Don Roque Mediavilla, el maestro; y el cura don Jesús
Fernández Pinacho, salieron a despedirme
cuando partía yo hacia el internado,
tres de octubre 1955, de imposible olvido.
Colchón sobre el carro de varas,
portaplumas lleno, cartera de piel, incer-
tidumbre, colegio de la salle, recelo.
Patio, torreón, dormitorio y clases:
allí, tiempo y espacio, empezó mi exilio.

Era, en la reiterada evocación, Valdepero
un espacio de infranqueables bordes
un nido protector y protegido
la vida renovándose
en cauces terciados de contingencias.
Era el desarrollo de destrezas humildes:
labrar profundos los barbechos,
sembrar evitando la maleza, roturar
baldíos, comprar tierras, incrementar
las propiedades para hacer de los hijos
nuevos labradores, dependientes,
también, del cielo: agua o sequía,
pedrisco, centellas incendiarias;
y la venta del grano a precio conveniente.

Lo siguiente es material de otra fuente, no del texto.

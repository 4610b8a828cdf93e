//! Refresh controller
//!
//! One cycle: IDLE -> ATTEMPTING -> SUCCESS | DEGRADED | FAILED.
//!
//! ATTEMPTING runs the aggregation engine and hands the rows to the strategy
//! chain. Every outcome upserts the job's collection status row. A failed or
//! cancelled cycle never touches the published aggregate: each strategy is
//! all-or-nothing, and a timed-out cycle drops its open transaction, which
//! rolls back.
//!
//! At most one cycle runs at a time per controller. [`RefreshController::refresh`]
//! waits for a running cycle; [`RefreshController::try_refresh`] reports
//! [`RefreshError::Busy`] instead.

pub mod strategy;

pub use strategy::{ChainOutcome, StrategyChain, StrategyFailure};

use crate::aggregation::{AggregationEngine, AggregationRun};
use chrono::{DateTime, Utc};
use ppm_common::config::TomlConfig;
use ppm_common::db::models::CollectionStatus;
use ppm_common::db::{EntityStore, ObservationStore, RunRecord, StatusStore};
use ppm_common::read::ReadInterface;
use ppm_common::store::{AggregateStore, SnapshotStats};
use serde::{Deserialize, Serialize};
use serde_json::json;
use sqlx::SqlitePool;
use std::sync::Arc;
use std::time::{Duration, Instant};
use thiserror::Error;
use tokio::sync::Mutex;
use tracing::{error, info, warn};
use uuid::Uuid;

/// Terminal status of a refresh cycle
#[derive(Debug, Clone, Copy, PartialEq, Eq, Serialize, Deserialize)]
#[serde(rename_all = "SCREAMING_SNAKE_CASE")]
pub enum RefreshStatus {
    Success,
    /// Published through a fallback strategy
    Degraded,
    Failed,
}

impl RefreshStatus {
    pub fn as_str(&self) -> &'static str {
        match self {
            RefreshStatus::Success => "SUCCESS",
            RefreshStatus::Degraded => "DEGRADED",
            RefreshStatus::Failed => "FAILED",
        }
    }
}

#[derive(Debug, Clone, Copy, PartialEq, Eq, Serialize)]
#[serde(rename_all = "SCREAMING_SNAKE_CASE")]
pub enum ControllerState {
    Idle,
    Attempting,
}

#[derive(Debug, Error)]
pub enum RefreshError {
    /// One strategy failed; the chain moves on to the next
    #[error("{strategy} failed: {message}")]
    Strategy { strategy: String, message: String },

    /// Every strategy in the chain failed
    #[error("all refresh strategies failed: {}", summarize(.attempts))]
    Fatal { attempts: Vec<StrategyFailure> },

    /// Entity or observation store could not be read
    #[error("aggregation failed: {0}")]
    Aggregation(#[source] ppm_common::Error),

    #[error("a refresh cycle is already running")]
    Busy,

    #[error("refresh cycle exceeded {0:?}")]
    TimedOut(Duration),
}

fn summarize(attempts: &[StrategyFailure]) -> String {
    attempts
        .iter()
        .map(|a| format!("{}: {}", a.strategy, a.error))
        .collect::<Vec<_>>()
        .join("; ")
}

/// Structured result of one cycle
#[derive(Debug, Clone, Serialize)]
pub struct RefreshReport {
    pub cycle_id: Uuid,
    pub status: RefreshStatus,
    /// Rows published by this cycle; for FAILED, rows still being served
    pub entity_count: i64,
    pub avg_completeness: f64,
    pub duration_seconds: f64,
    /// Strategy that published the rows
    pub strategy: Option<String>,
    pub failed_strategies: Vec<StrategyFailure>,
    pub join_errors: usize,
    pub invalid_entities: usize,
    pub error: Option<String>,
    pub refreshed_at: DateTime<Utc>,
}

impl RefreshReport {
    pub fn duration(&self) -> Duration {
        Duration::from_secs_f64(self.duration_seconds.max(0.0))
    }

    pub fn is_published(&self) -> bool {
        self.status != RefreshStatus::Failed
    }
}

struct Published {
    run: AggregationRun,
    outcome: ChainOutcome,
}

pub struct RefreshController {
    engine: AggregationEngine,
    store: Arc<dyn AggregateStore>,
    status: StatusStore,
    chain: StrategyChain,
    job_name: String,
    healthy_completeness: f64,
    cycle_lock: Mutex<()>,
    read_cache: Option<Arc<ReadInterface>>,
}

impl RefreshController {
    pub fn new(
        engine: AggregationEngine,
        store: Arc<dyn AggregateStore>,
        status: StatusStore,
        chain: StrategyChain,
        job_name: impl Into<String>,
        healthy_completeness: f64,
    ) -> Self {
        Self {
            engine,
            store,
            status,
            chain,
            job_name: job_name.into(),
            healthy_completeness,
            cycle_lock: Mutex::new(()),
            read_cache: None,
        }
    }

    /// Controller over `pool` (entities, observations, status) publishing into `store`;
    /// the strategy chain is fixed here from the store's capabilities
    pub fn from_config(
        pool: SqlitePool,
        store: Arc<dyn AggregateStore>,
        config: &TomlConfig,
    ) -> ppm_common::Result<Self> {
        let engine = AggregationEngine::new(
            EntityStore::new(pool.clone()),
            ObservationStore::new(pool.clone()),
            &config.aggregation,
        );
        let chain = StrategyChain::for_capabilities(store.capabilities())?;
        info!(backend = store.backend(), strategies = ?chain.names(), "Refresh strategy chain selected");

        Ok(Self::new(
            engine,
            store,
            StatusStore::new(pool),
            chain,
            config.refresh.job_name.clone(),
            config.aggregation.healthy_completeness,
        ))
    }

    /// Invalidate `read`'s cache after every publish
    pub fn with_read_cache(mut self, read: Arc<ReadInterface>) -> Self {
        self.read_cache = Some(read);
        self
    }

    pub fn job_name(&self) -> &str {
        &self.job_name
    }

    pub fn store(&self) -> &Arc<dyn AggregateStore> {
        &self.store
    }

    pub fn chain(&self) -> &StrategyChain {
        &self.chain
    }

    pub fn healthy_completeness(&self) -> f64 {
        self.healthy_completeness
    }

    pub fn state(&self) -> ControllerState {
        match self.cycle_lock.try_lock() {
            Ok(_) => ControllerState::Idle,
            Err(_) => ControllerState::Attempting,
        }
    }

    /// Collection status row of this job
    pub async fn status(&self) -> ppm_common::Result<Option<CollectionStatus>> {
        self.status.load(&self.job_name).await
    }

    /// Run one cycle, waiting for a running cycle to finish first
    pub async fn refresh(&self) -> RefreshReport {
        let _guard = self.cycle_lock.lock().await;
        self.run_cycle(None).await
    }

    /// Run one cycle, cancelled and recorded as FAILED after `timeout`
    pub async fn refresh_with_timeout(&self, timeout: Duration) -> RefreshReport {
        let _guard = self.cycle_lock.lock().await;
        self.run_cycle(Some(timeout)).await
    }

    /// Run one cycle unless one is already running
    pub async fn try_refresh(&self, timeout: Option<Duration>) -> Result<RefreshReport, RefreshError> {
        let _guard = self.cycle_lock.try_lock().map_err(|_| RefreshError::Busy)?;
        Ok(self.run_cycle(timeout).await)
    }

    /// Run one cycle unless the last successful refresh is younger than `min_age`
    pub async fn refresh_if_stale(
        &self,
        min_age: Duration,
        timeout: Option<Duration>,
    ) -> ppm_common::Result<Option<RefreshReport>> {
        let _guard = self.cycle_lock.lock().await;

        let now = ppm_common::time::now();
        if let Some(status) = self.status.load(&self.job_name).await? {
            if let Some(age) = status.refresh_age(now) {
                let fresh = age.to_std().map(|age| age < min_age).unwrap_or(true);
                if fresh {
                    info!(
                        job = %self.job_name,
                        age_seconds = age.num_seconds(),
                        min_age_seconds = min_age.as_secs(),
                        "Aggregate is fresh, skipping refresh"
                    );
                    return Ok(None);
                }
            }
        }

        Ok(Some(self.run_cycle(timeout).await))
    }

    /// Caller holds `cycle_lock`
    async fn run_cycle(&self, timeout: Option<Duration>) -> RefreshReport {
        let cycle_id = Uuid::new_v4();
        let started = Instant::now();
        let attempted_at = ppm_common::time::now();
        info!(%cycle_id, job = %self.job_name, backend = self.store.backend(), "Refresh cycle attempting");

        let outcome = match timeout {
            Some(limit) => match tokio::time::timeout(limit, self.attempt(attempted_at)).await {
                Ok(outcome) => outcome,
                Err(_) => Err(RefreshError::TimedOut(limit)),
            },
            None => self.attempt(attempted_at).await,
        };
        let duration = started.elapsed().as_secs_f64();

        match outcome {
            Ok(published) => self.complete(cycle_id, attempted_at, duration, published).await,
            Err(e) => self.fail(cycle_id, attempted_at, duration, e).await,
        }
    }

    async fn attempt(&self, refreshed_at: DateTime<Utc>) -> Result<Published, RefreshError> {
        let run = self
            .engine
            .aggregate(refreshed_at)
            .await
            .map_err(RefreshError::Aggregation)?;
        let outcome = self.chain.publish(self.store.as_ref(), &run.rows).await?;
        Ok(Published { run, outcome })
    }

    async fn complete(
        &self,
        cycle_id: Uuid,
        attempted_at: DateTime<Utc>,
        duration: f64,
        published: Published,
    ) -> RefreshReport {
        let Published { run, outcome } = published;
        if let Some(read) = &self.read_cache {
            read.invalidate();
        }

        let status = if outcome.degraded() {
            RefreshStatus::Degraded
        } else {
            RefreshStatus::Success
        };
        let stats = SnapshotStats::from_rows(&run.rows, self.healthy_completeness);

        let mut report = RefreshReport {
            cycle_id,
            status,
            entity_count: stats.entity_count,
            avg_completeness: stats.avg_completeness,
            duration_seconds: duration,
            strategy: Some(outcome.strategy.to_string()),
            failed_strategies: outcome.failures,
            join_errors: run.join_errors.len(),
            invalid_entities: run.invalid_entities.len(),
            error: None,
            refreshed_at: attempted_at,
        };

        let record = RunRecord {
            attempted_at,
            duration_seconds: duration,
            details: json!({
                "cycle_id": cycle_id,
                "status": status,
                "backend": self.store.backend(),
                "strategy": outcome.strategy,
                "failed_strategies": report.failed_strategies,
                "entity_count": stats.entity_count,
                "avg_completeness": stats.avg_completeness,
                "avg_composite": stats.avg_composite,
                "healthy_count": stats.healthy_count,
                "join_errors": run.join_errors,
                "invalid_entities": run.invalid_entities,
                "skipped_without_coordinates": run.skipped_without_coordinates,
                "unattributable_observations": run.unattributable_observations,
            }),
        };
        if let Err(e) = self
            .status
            .record_success(&self.job_name, &record, stats.healthy_fraction(), stats.entity_count)
            .await
        {
            error!(%cycle_id, error = %e, "Aggregate published but status row was not written");
            report.error = Some(format!("status bookkeeping failed: {}", e));
        }

        info!(
            %cycle_id,
            status = status.as_str(),
            strategy = outcome.strategy,
            entities = report.entity_count,
            avg_completeness = report.avg_completeness,
            join_errors = report.join_errors,
            invalid_entities = report.invalid_entities,
            duration_seconds = duration,
            "Refresh cycle finished"
        );
        report
    }

    async fn fail(
        &self,
        cycle_id: Uuid,
        attempted_at: DateTime<Utc>,
        duration: f64,
        failure: RefreshError,
    ) -> RefreshReport {
        let message = failure.to_string();
        let attempts = match &failure {
            RefreshError::Fatal { attempts } => attempts.clone(),
            _ => Vec::new(),
        };

        // Report what readers still see
        let served = match self.store.snapshot_stats(self.healthy_completeness).await {
            Ok(stats) => stats,
            Err(e) => {
                warn!(%cycle_id, error = %e, "Could not read the served snapshot");
                SnapshotStats::default()
            }
        };

        let record = RunRecord {
            attempted_at,
            duration_seconds: duration,
            details: json!({
                "cycle_id": cycle_id,
                "status": RefreshStatus::Failed,
                "backend": self.store.backend(),
                "error": message,
                "failed_strategies": attempts,
            }),
        };
        if let Err(e) = self.status.record_failure(&self.job_name, &record).await {
            error!(%cycle_id, error = %e, "Failed to record refresh failure");
        }

        error!(
            %cycle_id,
            error = %message,
            served_entities = served.entity_count,
            duration_seconds = duration,
            "Refresh cycle FAILED, previous snapshot kept"
        );

        RefreshReport {
            cycle_id,
            status: RefreshStatus::Failed,
            entity_count: served.entity_count,
            avg_completeness: served.avg_completeness,
            duration_seconds: duration,
            strategy: None,
            failed_strategies: attempts,
            join_errors: 0,
            invalid_entities: 0,
            error: Some(message),
            refreshed_at: attempted_at,
        }
    }
}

Nostalgia de lo captado por los sentidos
alerta: sonidos, colores, olores y sabores,
tactos. Fuerte deseo de llenar el hueco
que me incompleta y mueve a completarme:
mi añoranza es esa aspiración de regresar
a un futuro imposible, y a las vicisitudes
vividas, vívidas, que se sucedieron.
Haciendo recuento, sigo relatando,
las realidades aunadas a las fantasías,
a mis nietos, los cinco que ya tengo:
Judith, Óscar, Sergio
Adriana María y la pequeña
Naia.

Atardecer de Viernes Santo, Oficio
de Tinieblas, matracas y carracas.
Dos catervas exaltadas coincidían
en el cruce de la calle Rica con
la calle Mayor.
¿A quién buscáis? gritaba una de ellas,
respondiendo la otra: A Jésus.
¿Qué Jesús? El Nazareno.
¡Dadle fuego! Y un infierno sonoro
de golpazos y desgarros disonantes
inundaba la noche que se iba
adueñando de aleros y ventanas.

Junto a los trilleros, que paraban
en casa desde tiempo inmemorial,
personaje admirado fue Julián, el hojalatero:
componedor de sartenes, cazos y cazuelas; estañador
con quien partí, invitado yo, su mendrugo de pan
y su sardina arenque.

Buhoneros, gitanos, quincalleros,
carros de toldo, mulas secas: trotamundos
en mil rutas repetidas.
Relatos surgidos de su boca que, al entrar
por mis oídos, poblaban la cabeza
e inquietaban la mente alumbrando
la imaginación despierta.
Uno de los vales de pan -tahona de Diocle-
para que comieran, tomaba yo de la caja
de zapatos donde los guardaban mis padres.